Rose Tremain, autrice britannique de renom, s’est imposée comme une voix majeure de la littérature contemporaine grâce à ses romans qui analysent les situations et conditions humaines. Dans Absolument et pour toujours, elle s’aventure cette fois-ci dans l’examen de toutes les subtilités de l’amour obsessionnel et de la recherche de soi à travers ce dernier. L’histoire d’amour entre Simon et Marianne, vécue par cette dernière, est présentée comme passionnante et foisonnante, car s’y mêlent passion, dépendance et désillusion. Avec lyrisme et brutalité, l’autrice peint un amour qui dépasse le temps et les attentes, tout en traçant la toile de fond de la douloureuse condition humaine.
Il y a tant de façons d’aimer, et si peu de moyens pour le dire. Dans ce récit, loin d’être monolithique, l’amour prend des formes variées, presque mutantes, divaguant entre passion dévorante et affection silencieuse, entre amour obsessionnel et tendresse familiale. Cette multiplicité des visages est manifeste dans la relation qu’entretient Marianne avec ses parents, notamment lorsqu’elle constate, à la fin du récit, le dénuement social dans lequel ils vivent, ou encore dans son amour pour Simon, lorsqu’elle prend conscience de sa souffrance et de sa solitude, endurées en silence.
Dans ce récit, loin d’être monolithique, l’amour prend des formes variées, presque mutantes, divaguant entre passion dévorante et affection silencieuse
Simon lui-même incarne les possibilités plurielles de l’amour, car il écrit à Marianne : « J’ai parfois essayé de me persuader que l’amour que j’éprouve pour toi ne pourra pas durer parce que nous sommes tous deux si jeunes et avons si peu l’expérience du monde, mais j’en suis venu à espérer qu’il résistera et qu’à un moment à venir, nous serons ensemble. » Simon ne renie ni son amour pour Marianne, ni les souvenirs et moments partagés. Au contraire, il lui confie que son amour pour elle est profond et qu’ils pourront peut-être un jour se retrouver et reprendre le fil de leur jeunesse, de leur histoire abandonnée malgré eux.
L’obsessionnel et absolu amour
L’amour que ressent Marianne pour Simon est décrit dès les premières pages du roman comme une puissance surnaturelle, une obsession dissimulée derrière une apparence de normalité qui consume la jeune femme : « j’étais submergée par l’amour au point que mes cordes vocales me semblaient paralysées ». Elle poursuit : « j’aurais souhaité poser la question à Simon s’il ressentait la même sensation que moi – une sorte de panique générale, comme si notre expérience avait arrêté le temps ». L’amour fait suffoquer. Il dilue, dans un même mélange chimique, le temps et le corps qui finissent par se séparer. Plus vrai encore, l’expérience métaphysique de l’amour, dissociant le corps de l’espace, paralyse et rend l’être dépendant.

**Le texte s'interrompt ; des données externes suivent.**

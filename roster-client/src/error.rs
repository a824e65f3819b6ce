//! Client error types
//!
//! [`ClientError`] is what the transport and data sources return.
//! Controllers never hand it to their callers; they fold it into an
//! [`ErrorKind`] held in their own state.

use reqwest::StatusCode;
use thiserror::Error;

/// Client error type
#[derive(Debug, Error)]
pub enum ClientError {
    /// HTTP request failed
    #[error("HTTP error: {0}")]
    Http(#[from] reqwest::Error),

    /// Service could not be reached
    #[error("Service unavailable: {0}")]
    Unavailable(String),

    /// Invalid response format
    #[error("Invalid response: {0}")]
    InvalidResponse(String),

    /// Authentication required
    #[error("Authentication required")]
    Unauthorized,

    /// Resource not found
    #[error("Not found: {0}")]
    NotFound(String),

    /// Validation error
    #[error("Validation error: {0}")]
    Validation(String),

    /// Any other error status from the service
    #[error("API error {status}: {message}")]
    Api { status: StatusCode, message: String },

    /// Serialization error
    #[error("Serialization error: {0}")]
    Serialization(#[from] serde_json::Error),

    /// Configuration error
    #[error("Configuration error: {0}")]
    Config(String),
}

impl ClientError {
    /// Whether the failure happened below the application protocol
    /// (no usable response from the service at all).
    pub fn is_transport(&self) -> bool {
        match self {
            Self::Http(e) => e.is_connect() || e.is_timeout() || e.is_request(),
            Self::Unavailable(_) => true,
            _ => false,
        }
    }
}

/// Result type for client operations
pub type ClientResult<T> = Result<T, ClientError>;

/// Error state a controller surfaces to the user
#[derive(Debug, Clone, Copy, PartialEq, Eq, Hash)]
pub enum ErrorKind {
    FetchFailed,
    DeleteFailed,
    SaveFailed,
    ValidationFailed,
    NetworkUnavailable,
}

impl ErrorKind {
    /// Fold a remote failure into the kind for the operation that failed.
    ///
    /// Transport-level failures collapse into `NetworkUnavailable`.
    pub fn classify(err: &ClientError, operation: ErrorKind) -> Self {
        if err.is_transport() {
            Self::NetworkUnavailable
        } else {
            operation
        }
    }

    /// User-visible message; `label` names the record type
    pub fn message(&self, label: &str) -> String {
        match self {
            Self::FetchFailed => format!("Error fetching {label} data"),
            Self::DeleteFailed => format!("Error deleting {label}"),
            Self::SaveFailed => format!("Error saving {label}"),
            Self::ValidationFailed => "Please fill out all fields".to_string(),
            Self::NetworkUnavailable => "Network error or server is down".to_string(),
        }
    }
}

Cet amour devient claustrophobique, car il enferme Marianne dans l’asile « pour fous d’amour ». Selon sa mère, cet enfermement est une étape cruciale du développement amoureux, ce qui nous invite à nous interroger sur la normalisation de la souffrance amoureuse à l’adolescence : est-il normal que l’amour puisse conduire à un tel état de confinement qu’il soit comparable à un asile de tristesse, de regret et de désillusion combinés ? Le contraste entre l’amour et l’asile révèle le périple émotionnel auquel cet amour soumet Marianne – elle est soumise à la souffrance réelle, totale, dévorante : « J’étais prête à mourir, pourvu que nous puissions le faire ensemble, côté à côte. Je lui dis que tant que je vivrais, je l’aimerais ».
Espoirs déchus
L’amour idéaliste se heurte brutalement à la réalité lorsque Marianne découvre que Simon ne partage pas son amour, une asymétrie qui avait déjà semé des indices auparavant. En effet, à la suite de leur second ébat sexuel, Simon est submergé par une crise de larmes qui laisse l’héroïne désemparée : « Et à la fin, Simon eut une crise de larmes dont je ne saisis pas la raison. » Dans la suite, l’écart se creuse entre leurs amours, en abandonnant Marianne au sentiment de perte, de l’être aimé et d’elle-même.
Notons que la révélation finale contribue à l’éclaircissement des questions sans-réponse formulées par Marianne. Finalement, le rêve d’un amour parfait se dissout et laisse place à une compréhension plus absolue, sombre et nuancée de l’être aimé.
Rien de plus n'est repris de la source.